I couldn’t figure out what was wrong with this patient. He really wasn’t able to communicate, or follow commands, so I couldn’t rule out stroke. He had a good airway he was able to support, was breathing adequate and his pulse was strong and regular. I didn’t see any obvious life threats, but he did have an altered mental status. It didn’t look like anything was going to kill him in the next few minutes but we needed to start moving to the hospital now. Tracy arrived just as we were finishing our assessment.
There wasn’t any room to work in the bathroom so we decided to slide the patient out into the hallway. There wasn’t anywhere to grab the patient; he was as slippery as the floor. Marty and I both got one hand under each arm and inched him out through the door and tried not to have our feet slide out from beneath us. Neither of us wanted to end up on this floor. He screamed with each move, but we really didn’t have any choice. Our physical exam didn’t reveal any injury, he couldn’t tell us what was causing his pain and we needed to get going.
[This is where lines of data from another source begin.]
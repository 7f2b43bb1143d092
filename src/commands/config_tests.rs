use std::fs;

use clap::Parser;
use tempfile::TempDir;

use super::*;
use crate::config::Config;

fn cli(argv: &[&str]) -> Cli {
    Cli::parse_from(argv)
}

fn write_config(dir: &TempDir, content: &str) -> std::path::PathBuf {
    let path = dir.path().join("ad-compliance.toml");
    fs::write(&path, content).unwrap();
    path
}

#[test]
fn validate_accepts_valid_file() {
    let dir = TempDir::new().unwrap();
    let path = write_config(
        &dir,
        "version = \"1\"\n[brand]\npalette = [\"#111\", \"#222222\"]\n",
    );
    run_config_validate_impl(&path).unwrap();
}

#[test]
fn validate_rejects_missing_file() {
    let dir = TempDir::new().unwrap();
    let err = run_config_validate_impl(&dir.path().join("nope.toml")).unwrap_err();
    assert!(matches!(err, AdComplianceError::FileAccess { .. }));
}

#[test]
fn validate_rejects_bad_toml() {
    let dir = TempDir::new().unwrap();
    let path = write_config(&dir, "[brand\npalette = 1\n");
    let err = run_config_validate_impl(&path).unwrap_err();
    assert_eq!(err.error_type(), "Syntax");
}

#[test]
fn validate_rejects_semantic_errors() {
    let dir = TempDir::new().unwrap();
    let path = write_config(&dir, "[accessibility]\nmin_contrast_ratio = 30.0\n");
    let err = run_config_validate_impl(&path).unwrap_err();
    assert!(err.to_string().contains("min_contrast_ratio"));
}

#[test]
fn validate_rejects_unsupported_version() {
    let dir = TempDir::new().unwrap();
    let path = write_config(&dir, "version = \"2\"\n");
    let err = run_config_validate_impl(&path).unwrap_err();
    assert!(err.to_string().contains("Unsupported config version"));
}

#[test]
fn show_defaults_without_config() {
    let cli = cli(&["ad-compliance", "--no-config", "config", "show"]);
    let output = run_config_show_impl(None, ListFormat::Text, &cli).unwrap();

    assert!(output.starts_with("# Effective configuration (source: defaults)"));
    assert!(output.contains("[accessibility]"));
    assert!(output.contains("error_weight = 3"));
}

#[test]
fn show_text_round_trips_through_toml() {
    let dir = TempDir::new().unwrap();
    let path = write_config(&dir, "[legal]\nrequired_phrases = [\"terms apply\"]\n");
    let cli = cli(&["ad-compliance", "config", "show"]);

    let output = run_config_show_impl(Some(&path), ListFormat::Text, &cli).unwrap();
    assert!(output.contains(&path.display().to_string()));

    let body = output.split_once("\n\n").unwrap().1;
    let config: Config = toml::from_str(body).unwrap();
    assert_eq!(config.legal.required_phrases, ["terms apply"]);
}

#[test]
fn show_json_uses_effective_values() {
    let dir = TempDir::new().unwrap();
    let path = write_config(&dir, "[quality]\nmax_upscale = 1.5\n");
    let cli = cli(&["ad-compliance", "config", "show"]);

    let output = run_config_show_impl(Some(&path), ListFormat::Json, &cli).unwrap();
    let value: serde_json::Value = serde_json::from_str(&output).unwrap();
    assert_eq!(value["quality"]["max_upscale"], 1.5);
    assert_eq!(value["accessibility"]["min_font_size"], 12.0);
    assert_eq!(value["scoring"]["warning_weight"], 2);
}

#[test]
fn show_reports_invalid_config() {
    let dir = TempDir::new().unwrap();
    let path = write_config(&dir, "[scoring]\nerror_weight = 0\n");
    let cli = cli(&["ad-compliance", "config", "show"]);

    let err = run_config_show_impl(Some(&path), ListFormat::Text, &cli).unwrap_err();
    assert!(err.to_string().contains("scoring.error_weight"));
}
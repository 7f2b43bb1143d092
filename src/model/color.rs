use std::fmt;
use std::str::FromStr;

use crate::{AdComplianceError, Result};

/// Canvas color used when an ad declares no background.
pub const DEFAULT_BACKGROUND: Rgb = Rgb::new(0xFF, 0xFF, 0xFF);

/// An opaque sRGB color.
#[derive(Debug, Clone, Copy, PartialEq, Eq, Hash)]
pub struct Rgb {
    pub r: u8,
    pub g: u8,
    pub b: u8,
}

impl Rgb {
    #[must_use]
    pub const fn new(r: u8, g: u8, b: u8) -> Self {
        Self { r, g, b }
    }

    /// Parse `#RRGGBB` or `#RGB` (the leading `#` is optional, case-insensitive).
    ///
    /// # Errors
    /// Returns `InvalidColor` for anything else.
    pub fn parse(input: &str) -> Result<Self> {
        let trimmed = input.trim();
        let hex = trimmed.strip_prefix('#').unwrap_or(trimmed);
        let invalid = || AdComplianceError::InvalidColor(input.to_string());

        if !hex.chars().all(|c| c.is_ascii_hexdigit()) {
            return Err(invalid());
        }

        match hex.len() {
            6 => {
                let channel = |i: usize| u8::from_str_radix(&hex[i..i + 2], 16).map_err(|_| invalid());
                Ok(Self::new(channel(0)?, channel(2)?, channel(4)?))
            }
            3 => {
                let channel = |i: usize| {
                    u8::from_str_radix(&hex[i..=i], 16)
                        .map(|v| v * 17)
                        .map_err(|_| invalid())
                };
                Ok(Self::new(channel(0)?, channel(1)?, channel(2)?))
            }
            _ => Err(invalid()),
        }
    }

    /// WCAG 2.x relative luminance in `[0, 1]`.
    #[must_use]
    pub fn relative_luminance(self) -> f64 {
        fn linearize(channel: u8) -> f64 {
            let c = f64::from(channel) / 255.0;
            if c <= 0.039_28 {
                c / 12.92
            } else {
                ((c + 0.055) / 1.055).powf(2.4)
            }
        }

        0.0722f64.mul_add(
            linearize(self.b),
            0.2126f64.mul_add(linearize(self.r), 0.7152 * linearize(self.g)),
        )
    }

    /// WCAG contrast ratio between two colors, in `[1, 21]`.
    #[must_use]
    pub fn contrast_ratio(self, other: Self) -> f64 {
        let a = self.relative_luminance();
        let b = other.relative_luminance();
        let (lighter, darker) = if a >= b { (a, b) } else { (b, a) };
        (lighter + 0.05) / (darker + 0.05)
    }

    /// Composite `self` drawn at `alpha` over an opaque `background`.
    #[must_use]
    #[allow(clippy::cast_possible_truncation, clippy::cast_sign_loss)] // clamped to 0..=255
    pub fn blend_over(self, background: Self, alpha: f64) -> Self {
        let alpha = alpha.clamp(0.0, 1.0);
        let mix = |fg: u8, bg: u8| {
            alpha
                .mul_add(f64::from(fg), (1.0 - alpha) * f64::from(bg))
                .round()
                .clamp(0.0, 255.0) as u8
        };
        Self::new(
            mix(self.r, background.r),
            mix(self.g, background.g),
            mix(self.b, background.b),
        )
    }
}

impl FromStr for Rgb {
    type Err = AdComplianceError;

    fn from_str(s: &str) -> Result<Self> {
        Self::parse(s)
    }
}

impl fmt::Display for Rgb {
    fn fmt(&self, f: &mut fmt::Formatter<'_>) -> fmt::Result {
        write!(f, "#{:02X}{:02X}{:02X}", self.r, self.g, self.b)
    }
}

#[cfg(test)]
#[path = "color_tests.rs"]
mod tests;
We placed a backboard next to the patient and rolled him onto it, mostly to get the patient from the floor to the stretcher. We wiped him off as much as we could. It was good his neighbor stopped by, but we weren’t sure why he described his neighbor as “dead by a few days” when we arrived. This patient was very much alive and was home the next day. Marty and I joked about with friends like that who needs enemies? But the truth was that man owed his life to a concerned neighbor. His potty chair tipped over when he was transferring to his motorized chair after using the bathroom. He fell to the floor and tried to pull himself back up into his chair. No one could hear his cries for help. He was there in his feces for two days before a neighbor came by to check on him. He was exhausted and dehydrated by the time we found him. We need to look out for each other. If his neighbor didn’t stop by to check on him, he probably would have died.